When political leadership fails, the consequences are too often tragic. When intolerance and ignorance is sanctioned at the highest level, it can end up costing lives — as has been demonstrated all too clearly during the global pandemic. I feel like a broken record sometimes.

When it comes to American politics, there’s this policy pendulum that swings from human decency and honouring commitments under international law, to hardline measures that pandered to fear and prejudice. It’s always the same old story.

I’m the descendent of Irish and Italian migrants. My great grandfather left Calabria, Italy at just nine years old, traveling to the United States as an unaccompanied minor. I’ve been the full beneficiary of every hard-won privilege that fateful passage afforded. America’s greatness — nor that of any country — has never sprung from turning inward, or turning people away.

As ​climate and food security crises drive mass displacement​, world leaders need to adopt a pragmatic and rights-based approach to migration that allows for ​safe and legal routes​.

It’s perhaps a cliche, but I consider it a necessary one, to recall the words inscribed on the plaque inside the Statue of Liberty. Its message ought to be a guiding light not just for the US, but for all humanity.

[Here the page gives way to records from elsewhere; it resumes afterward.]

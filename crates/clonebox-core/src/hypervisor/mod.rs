//! The polymorphic abstraction over the virtualization layer (spec
//! §4.3). `libvirt`/QEMU is one backend behind this trait; spec §9
//! prefers an open interface here (vs. a tagged variant) so a future
//! non-libvirt implementation can be added without touching callers.

pub mod libvirt;
pub mod mock;
mod xml;

use std::time::Duration;

use async_trait::async_trait;
use clonebox_types::VmConfig;
pub use clonebox_types::{DomainState, VmInfo};

pub use libvirt::LibvirtBackend;
pub use xml::DomainXmlBuilder;

use crate::error::Result;

#[derive(Debug, Clone)]
pub struct GuestExecResult {
    pub exit_code: Option<i32>,
    pub stdout: Vec<u8>,
    pub stderr: Vec<u8>,
}

#[async_trait]
pub trait HypervisorBackend: Send + Sync {
    async fn connect(&self) -> Result<()>;
    async fn disconnect(&self) -> Result<()>;

    /// `disk_path`/`seed_iso_path` are the actual paths the Disk Manager
    /// and Cloud-Init Builder wrote to — the backend must not re-derive
    /// them, since the caller's `images_root` is configurable.
    async fn define(
        &self,
        config: &VmConfig,
        disk_path: &str,
        seed_iso_path: &str,
        serial_log_path: &str,
    ) -> Result<String>;
    async fn undefine(&self, name: &str) -> Result<()>;

    async fn start(&self, name: &str) -> Result<()>;
    async fn stop(&self, name: &str, force: bool) -> Result<()>;

    async fn info(&self, name: &str) -> Result<Option<VmInfo>>;
    async fn list(&self) -> Result<Vec<VmInfo>>;
    async fn exists(&self, name: &str) -> Result<bool>;
    async fn is_running(&self, name: &str) -> Result<bool>;

    /// Executes a command through the guest-agent channel
    /// (`org.qemu.guest_agent.0`). Returns `Ok(None)` — not an error —
    /// when the agent is unreachable (spec: soft failure).
    async fn exec_in_guest(
        &self,
        name: &str,
        command: &[String],
        timeout: Duration,
    ) -> Result<Option<GuestExecResult>>;

    async fn ip_addresses(&self, name: &str) -> Result<Vec<String>>;

    /// Snapshot operations delegate to the backend because internal
    /// (qcow2-embedded) snapshots are a hypervisor-domain concept; the
    /// Snapshot Manager (spec §4.7) is the only caller.
    async fn snapshot_create(
        &self,
        vm_name: &str,
        snapshot_name: &str,
        include_memory: bool,
    ) -> Result<()>;
    async fn snapshot_revert(&self, vm_name: &str, snapshot_name: &str) -> Result<()>;
    async fn snapshot_delete(&self, vm_name: &str, snapshot_name: &str) -> Result<()>;
}
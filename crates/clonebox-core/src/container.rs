//! Explicit dependency wiring, read once from the environment at startup.
//! Spec §5/§9 allow exactly two sources of process-wide mutable state: this
//! builder's singletons and the audit sink. No reflection, no service
//! locator — every field is built by hand, the way `AppState` is built in
//! `main()` against `std::env::var` reads.

use std::sync::Arc;

use tracing_subscriber::EnvFilter;

use crate::audit::AuditSink;
use crate::hypervisor::libvirt::LibvirtBackend;
use crate::hypervisor::HypervisorBackend;
use crate::network::NetworkManager;
use crate::orchestrator::{ConfigResolver, FileConfigResolver, Orchestrator};
use crate::secrets::{SecretsResolver, VaultProvider};

/// Process-wide singletons. `Builder::default()` reads `CLONEBOX_*`
/// environment variables (and `.env`, via `dotenvy`) to construct every
/// field; missing configuration falls back to documented defaults, never
/// a panic.
pub struct Builder {
    pub hypervisor: Arc<dyn HypervisorBackend>,
    pub network: Arc<NetworkManager>,
    pub secrets: Arc<SecretsResolver>,
    pub audit: Arc<AuditSink>,
    pub orchestrator: Arc<Orchestrator>,
    pub images_root: String,
    pub journal_dir: String,
}

impl Default for Builder {
    fn default() -> Self {
        let _ = dotenvy::dotenv();

        let libvirt_uri =
            std::env::var("CLONEBOX_LIBVIRT_URI").unwrap_or_else(|_| "qemu:///system".to_string());
        let hypervisor: Arc<dyn HypervisorBackend> = Arc::new(LibvirtBackend::new(libvirt_uri));

        let network_uri =
            std::env::var("CLONEBOX_NETWORK_URI").unwrap_or_else(|_| "qemu:///system".to_string());
        let network = Arc::new(NetworkManager::new(network_uri));

        let secrets = Arc::new(SecretsResolver::default_order(VaultProvider::new()));

        let state_root =
            std::env::var("CLONEBOX_STATE_ROOT").unwrap_or_else(|_| "/var/lib/clonebox".to_string());
        let audit = Arc::new(AuditSink::new(&state_root));

        let images_root =
            std::env::var("CLONEBOX_IMAGES_ROOT").unwrap_or_else(|_| format!("{state_root}/vms"));
        let journal_dir =
            std::env::var("CLONEBOX_JOURNAL_DIR").unwrap_or_else(|_| format!("{state_root}/journal"));

        let config_resolver: Arc<dyn ConfigResolver> = Arc::new(FileConfigResolver);
        let orchestrator = Orchestrator::new(
            hypervisor.clone(),
            secrets.clone(),
            config_resolver,
            journal_dir.clone(),
            images_root.clone(),
        );

        Self {
            hypervisor,
            network,
            secrets,
            audit,
            orchestrator,
            images_root,
            journal_dir,
        }
    }
}

/// `CLONEBOX_LOG` (falling back to `RUST_LOG`) selects the filter, matching
/// the manager's `EnvFilter::try_from_default_env` idiom.
pub fn init_logging() {
    let filter = std::env::var("CLONEBOX_LOG")
        .ok()
        .or_else(|| std::env::var("RUST_LOG").ok())
        .map(EnvFilter::new)
        .unwrap_or_else(|| EnvFilter::new("warn,clonebox_core=info,clonebox_cli=info"));
    tracing_subscriber::fmt().with_env_filter(filter).init();
}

As our crew chugged along the coast, perhaps Trump glanced down at the sea. We were there, surrounded by the tired, the poor, the huddled masses yearning to breathe free. In body bags were ‘the wretched refuse of the teeming shore’.

In June, on World Refugee Day, the Biden campaign released ​a statement outlining election promises​, disavowing the “Fear-mongering, xenophobia, and racism [that] are the unabashed tenets of Trump’s refugee and immigration policy”.

He announced a promise to bolster the US refugee intake to a minimum of 95,000 annually, as well as repealing the abhorrent ‘Muslim ban’ and restoring asylum laws to end enforced separations. We’ve got a lot of things to fix.

This election, I know which side I want the pendulum to stop on.

Please believe me when I say that lives depend on it.